Viewing metabolic dysfunction as a central organizing principle has important implications for how risk is conceptualized and managed. Organ-specific approaches, while essential for diagnosis and treatment, may overlook broader systemic vulnerability, particularly in individuals with early or subclinical disease across multiple systems. Integrated frameworks such as CRHM provide a structure for considering liver, kidney, cardiovascular, and metabolic health in parallel, offering a more coherent approach to risk assessment and prevention.
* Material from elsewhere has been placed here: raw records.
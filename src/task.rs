//! Independently scheduled poll tasks.
//!
//! A [`PollTask`] calls its [`Poll`] implementation on a fixed schedule and
//! publishes the result into a [`DisplayModel`] under its own name.

use chrono::{DateTime, Local};
use std::time::Duration;
use tokio::time::{interval_at, Instant, MissedTickBehavior};
use tracing::{debug, error, warn};

use crate::error::SourceError;
use crate::model::{DisplayFragment, DisplayModel};
use crate::shutdown::ShutdownListener;

/// Text shown for a fragment whose source has never produced a reading.
pub const UNAVAILABLE_TEXT: &str = "unavailable";

const MIN_INTERVAL: Duration = Duration::from_millis(1);

/// Produces the text of one display fragment.
///
/// Implementations may block; every call runs on the blocking thread pool.
pub trait Poll: Send + 'static {
    fn poll(&mut self) -> Result<String, SourceError>;
}

impl<F> Poll for F
where
    F: FnMut() -> Result<String, SourceError> + Send + 'static,
{
    fn poll(&mut self) -> Result<String, SourceError> {
        self()
    }
}

/// A named unit that polls a source at a fixed interval.
pub struct PollTask<P> {
    name: String,
    interval: Duration,
    poller: P,
    target: DisplayModel,
}

impl<P: Poll> PollTask<P> {
    pub fn new(name: impl Into<String>, interval: Duration, poller: P, target: DisplayModel) -> Self {
        Self {
            name: name.into(),
            interval: interval.max(MIN_INTERVAL),
            poller,
            target,
        }
    }

    pub fn name(&self) -> &str {
        &self.name
    }

    pub fn interval(&self) -> Duration {
        self.interval
    }

    /// Polls until `shutdown` is raised.
    ///
    /// Ticks fall on `start + k * interval`; a poll that overruns skips the
    /// ticks it missed instead of bursting to catch up. The first poll happens
    /// one interval after the call. An in-flight poll is abandoned on shutdown
    /// and its result is never published.
    ///
    /// A poller that panics is not rebuilt: the task publishes a degraded
    /// fragment and stops, and the line stays degraded until restart.
    pub async fn run(self, mut shutdown: ShutdownListener) {
        let Self {
            name,
            interval: period,
            poller,
            target,
        } = self;

        let mut ticker = interval_at(Instant::now() + period, period);
        ticker.set_missed_tick_behavior(MissedTickBehavior::Skip);
        let mut poller = Some(poller);

        debug!("Poll task {} started with {:?} interval", name, period);

        loop {
            tokio::select! {
                biased;
                _ = shutdown.triggered() => break,
                _ = ticker.tick() => {}
            }

            let Some(mut current) = poller.take() else {
                break;
            };
            let job = tokio::task::spawn_blocking(move || {
                let result = current.poll().map(|text| (text, Local::now()));
                (current, result)
            });

            let result = tokio::select! {
                biased;
                _ = shutdown.triggered() => {
                    debug!("Poll task {} abandoning in-flight poll", name);
                    break;
                }
                joined = job => match joined {
                    Ok((returned, result)) => {
                        poller = Some(returned);
                        result
                    }
                    Err(e) => {
                        error!("Poll task {} crashed: {}", name, e);
                        publish(&target, &name, Err(SourceError::Unavailable(format!("poll crashed: {}", e))));
                        break;
                    }
                }
            };

            publish(&target, &name, result);
        }

        debug!("Poll task {} stopped", name);
    }
}

/// Writes a poll result, stamped with the time the poll returned, into the model.
///
/// Failures keep the last known text and its timestamp and attach the error
/// marker, so the line shows how old the value is.
fn publish(target: &DisplayModel, name: &str, result: Result<(String, DateTime<Local>), SourceError>) {
    let fragment = match result {
        Ok((text, taken_at)) => DisplayFragment::at(text, taken_at),
        Err(e) => {
            warn!("Poll task {} failed: {}", name, e);
            match target.fragment(name) {
                Some(last) => last.into_degraded(e.to_string()),
                None => DisplayFragment::degraded(UNAVAILABLE_TEXT, e.to_string()),
            }
        }
    };
    let version = target.update(name, fragment);
    debug!("Poll task {} published version {}", name, version);
}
From a clinical standpoint, this perspective supports greater attention to metabolic phenotypes, disease severity markers, and cross-organ indicators that may signal increased vulnerability before advanced disease becomes apparent. From a research standpoint, it encourages the development and validation of integrated risk tools, longitudinal phenotyping strategies, and study designs that reflect multisystem disease trajectories rather than isolated outcomes.
As the prevalence of cardiometabolic multimorbidity continues to rise, frameworks that center on metabolic dysfunction may help bridge gaps between specialties and support more individualized, prevention-oriented care. While further work is needed to translate these concepts into routine clinical workflows, adopting a metabolic-centric view represents a necessary step toward more integrated and forward-looking management of complex cardiometabolic disease.
6. Limitations and Future Directions
This review has several limitations. First, its narrative design, while suitable for conceptual integration across heterogeneous evidence, lacks the quantitative rigor of a systematic review or meta-analysis. Despite the structured search strategy and PRISMA-guided selection, the synthesis remains interpretive, and causal inferences regarding shared metabolic mechanisms across organ systems cannot be firmly established. Second, much of the evidence underpinning the CRHM framework derives from observational studies, post hoc analyses, and heterogeneous meta-analyses. Although these consistently demonstrate parallel multisystem involvement, residual confounding and uncertainty regarding the temporal sequencing of organ dysfunction persist. It therefore remains unclear whether specific organ manifestations represent primary drivers, downstream consequences, or markers of cumulative metabolic burden. Finally, the reviewed literature predominantly reflects adult populations from high- and middle-income settings, with limited representation of pediatric populations, diverse ethnic groups, and low-resource environments. Future research should prioritize prospective validation of integrated metabolic biomarkers, development of CRHM-oriented risk prediction tools, and clinical trials specifically designed to assess predefined multisystem outcomes. These efforts will be critical for translating metabolic-centric frameworks into routine clinical practice and precision prevention strategies.